= Input records =
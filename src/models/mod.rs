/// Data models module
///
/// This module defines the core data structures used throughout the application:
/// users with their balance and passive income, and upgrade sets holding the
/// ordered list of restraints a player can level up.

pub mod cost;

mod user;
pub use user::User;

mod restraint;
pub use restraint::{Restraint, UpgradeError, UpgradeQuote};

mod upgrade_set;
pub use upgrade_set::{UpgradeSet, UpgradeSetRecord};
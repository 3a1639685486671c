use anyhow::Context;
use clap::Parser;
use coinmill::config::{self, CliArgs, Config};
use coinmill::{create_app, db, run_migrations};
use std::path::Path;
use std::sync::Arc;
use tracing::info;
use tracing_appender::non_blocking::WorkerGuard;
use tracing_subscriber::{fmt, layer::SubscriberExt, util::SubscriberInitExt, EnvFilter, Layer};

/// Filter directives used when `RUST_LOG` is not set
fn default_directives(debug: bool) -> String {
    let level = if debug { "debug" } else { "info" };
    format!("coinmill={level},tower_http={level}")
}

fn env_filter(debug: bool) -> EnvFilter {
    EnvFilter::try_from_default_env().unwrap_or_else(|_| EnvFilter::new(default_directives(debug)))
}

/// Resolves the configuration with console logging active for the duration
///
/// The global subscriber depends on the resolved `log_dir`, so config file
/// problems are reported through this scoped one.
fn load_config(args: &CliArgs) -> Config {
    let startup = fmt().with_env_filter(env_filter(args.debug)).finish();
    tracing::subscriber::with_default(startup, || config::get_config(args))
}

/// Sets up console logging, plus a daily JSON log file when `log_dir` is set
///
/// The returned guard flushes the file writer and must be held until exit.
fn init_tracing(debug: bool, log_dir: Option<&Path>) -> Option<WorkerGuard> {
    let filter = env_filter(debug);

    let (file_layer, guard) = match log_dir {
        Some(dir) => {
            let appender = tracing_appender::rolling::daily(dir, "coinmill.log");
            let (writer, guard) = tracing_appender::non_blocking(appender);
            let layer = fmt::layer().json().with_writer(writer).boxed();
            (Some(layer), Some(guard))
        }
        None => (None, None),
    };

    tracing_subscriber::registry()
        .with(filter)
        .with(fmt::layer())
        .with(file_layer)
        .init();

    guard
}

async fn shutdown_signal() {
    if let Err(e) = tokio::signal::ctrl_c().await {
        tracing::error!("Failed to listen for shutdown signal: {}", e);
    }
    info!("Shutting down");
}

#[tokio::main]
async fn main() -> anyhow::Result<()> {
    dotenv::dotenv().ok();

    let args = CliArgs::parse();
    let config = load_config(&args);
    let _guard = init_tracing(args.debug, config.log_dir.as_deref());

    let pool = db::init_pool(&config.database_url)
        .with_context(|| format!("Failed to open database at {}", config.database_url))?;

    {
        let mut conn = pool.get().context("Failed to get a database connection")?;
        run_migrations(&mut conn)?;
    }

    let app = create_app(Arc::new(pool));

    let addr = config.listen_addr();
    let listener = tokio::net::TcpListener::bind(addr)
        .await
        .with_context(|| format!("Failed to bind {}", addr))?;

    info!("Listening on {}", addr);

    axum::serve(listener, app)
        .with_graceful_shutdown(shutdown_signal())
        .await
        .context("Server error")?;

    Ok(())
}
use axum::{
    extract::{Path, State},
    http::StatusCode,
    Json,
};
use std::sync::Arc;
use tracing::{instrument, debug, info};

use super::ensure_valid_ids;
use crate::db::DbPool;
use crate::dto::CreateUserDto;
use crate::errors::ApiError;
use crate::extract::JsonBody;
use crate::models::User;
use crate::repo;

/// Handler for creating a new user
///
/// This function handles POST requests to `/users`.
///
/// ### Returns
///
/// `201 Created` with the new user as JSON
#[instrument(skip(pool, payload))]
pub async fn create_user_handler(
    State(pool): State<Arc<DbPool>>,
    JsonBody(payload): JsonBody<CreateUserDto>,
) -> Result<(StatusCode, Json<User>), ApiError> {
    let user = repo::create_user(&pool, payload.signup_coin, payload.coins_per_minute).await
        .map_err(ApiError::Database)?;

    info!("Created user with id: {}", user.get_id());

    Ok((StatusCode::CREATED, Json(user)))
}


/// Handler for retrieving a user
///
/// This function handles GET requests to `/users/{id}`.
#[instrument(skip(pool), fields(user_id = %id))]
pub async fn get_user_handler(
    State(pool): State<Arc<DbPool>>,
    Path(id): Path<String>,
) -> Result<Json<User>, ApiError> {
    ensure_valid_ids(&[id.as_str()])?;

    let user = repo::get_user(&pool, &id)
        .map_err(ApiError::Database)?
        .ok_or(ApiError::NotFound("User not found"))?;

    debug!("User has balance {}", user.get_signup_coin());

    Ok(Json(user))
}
==
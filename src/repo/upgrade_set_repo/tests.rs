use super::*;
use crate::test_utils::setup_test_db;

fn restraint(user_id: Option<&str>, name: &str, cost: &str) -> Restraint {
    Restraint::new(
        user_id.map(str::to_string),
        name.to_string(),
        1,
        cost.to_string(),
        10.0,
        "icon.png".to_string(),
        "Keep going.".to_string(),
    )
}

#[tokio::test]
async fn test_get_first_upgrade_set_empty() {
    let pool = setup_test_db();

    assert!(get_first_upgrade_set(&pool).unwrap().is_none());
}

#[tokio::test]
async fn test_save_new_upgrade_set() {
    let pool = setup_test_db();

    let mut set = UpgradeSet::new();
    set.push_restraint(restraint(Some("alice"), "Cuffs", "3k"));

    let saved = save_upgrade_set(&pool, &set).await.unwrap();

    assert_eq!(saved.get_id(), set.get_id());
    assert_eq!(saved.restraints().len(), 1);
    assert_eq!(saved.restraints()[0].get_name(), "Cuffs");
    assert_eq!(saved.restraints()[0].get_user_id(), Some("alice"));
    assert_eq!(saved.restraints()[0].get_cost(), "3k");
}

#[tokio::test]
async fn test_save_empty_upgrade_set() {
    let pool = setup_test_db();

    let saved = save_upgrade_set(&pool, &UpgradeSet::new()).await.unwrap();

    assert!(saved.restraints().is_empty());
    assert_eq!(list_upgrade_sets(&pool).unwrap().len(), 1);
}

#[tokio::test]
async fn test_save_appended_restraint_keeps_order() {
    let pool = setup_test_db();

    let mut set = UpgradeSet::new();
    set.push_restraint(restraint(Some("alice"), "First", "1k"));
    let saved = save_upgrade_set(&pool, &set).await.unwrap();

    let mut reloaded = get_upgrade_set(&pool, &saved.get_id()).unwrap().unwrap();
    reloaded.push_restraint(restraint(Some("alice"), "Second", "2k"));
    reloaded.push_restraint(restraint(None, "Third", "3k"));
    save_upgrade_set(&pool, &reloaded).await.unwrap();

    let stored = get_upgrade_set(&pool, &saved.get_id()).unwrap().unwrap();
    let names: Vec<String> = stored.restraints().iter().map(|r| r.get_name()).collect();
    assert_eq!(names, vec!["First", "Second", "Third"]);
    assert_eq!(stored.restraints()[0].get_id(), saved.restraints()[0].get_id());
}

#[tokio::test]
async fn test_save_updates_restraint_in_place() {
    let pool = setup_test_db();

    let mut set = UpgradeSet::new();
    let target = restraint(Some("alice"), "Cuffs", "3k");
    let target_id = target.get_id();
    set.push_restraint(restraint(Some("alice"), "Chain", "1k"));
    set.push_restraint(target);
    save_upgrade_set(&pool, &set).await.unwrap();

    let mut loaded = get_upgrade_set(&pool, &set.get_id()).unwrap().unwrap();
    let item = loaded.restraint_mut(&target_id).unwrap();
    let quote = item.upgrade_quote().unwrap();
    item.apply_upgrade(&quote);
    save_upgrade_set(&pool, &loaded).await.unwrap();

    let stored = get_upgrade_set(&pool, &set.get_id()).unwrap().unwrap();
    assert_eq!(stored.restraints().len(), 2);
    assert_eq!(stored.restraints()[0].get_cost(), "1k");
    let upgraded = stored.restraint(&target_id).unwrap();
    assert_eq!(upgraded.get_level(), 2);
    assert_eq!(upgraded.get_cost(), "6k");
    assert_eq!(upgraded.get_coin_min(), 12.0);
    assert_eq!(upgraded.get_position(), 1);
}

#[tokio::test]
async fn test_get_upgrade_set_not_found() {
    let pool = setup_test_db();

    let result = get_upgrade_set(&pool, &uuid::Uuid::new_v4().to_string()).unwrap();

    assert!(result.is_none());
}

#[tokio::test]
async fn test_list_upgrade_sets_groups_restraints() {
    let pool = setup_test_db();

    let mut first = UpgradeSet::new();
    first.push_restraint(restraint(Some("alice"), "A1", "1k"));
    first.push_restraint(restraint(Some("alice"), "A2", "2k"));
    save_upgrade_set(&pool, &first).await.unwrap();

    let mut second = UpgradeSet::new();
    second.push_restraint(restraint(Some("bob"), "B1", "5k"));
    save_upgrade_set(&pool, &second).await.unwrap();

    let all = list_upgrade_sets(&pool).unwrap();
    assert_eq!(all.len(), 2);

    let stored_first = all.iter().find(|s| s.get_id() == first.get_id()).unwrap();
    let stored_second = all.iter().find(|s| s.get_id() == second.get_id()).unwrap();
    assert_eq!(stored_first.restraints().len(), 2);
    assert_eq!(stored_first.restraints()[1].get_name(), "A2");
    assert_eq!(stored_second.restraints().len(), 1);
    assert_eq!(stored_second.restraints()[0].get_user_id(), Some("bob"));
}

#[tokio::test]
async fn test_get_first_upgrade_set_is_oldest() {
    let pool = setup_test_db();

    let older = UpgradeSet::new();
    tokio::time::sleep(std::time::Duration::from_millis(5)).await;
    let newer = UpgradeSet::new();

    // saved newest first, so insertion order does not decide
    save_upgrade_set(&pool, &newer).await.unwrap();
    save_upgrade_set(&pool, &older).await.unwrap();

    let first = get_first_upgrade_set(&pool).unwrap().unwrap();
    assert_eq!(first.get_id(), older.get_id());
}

= Exercise requirements =
The reply must be a number and nothing more: the count of lines above that contain the word "Failed".

= Answer to the exercise =
4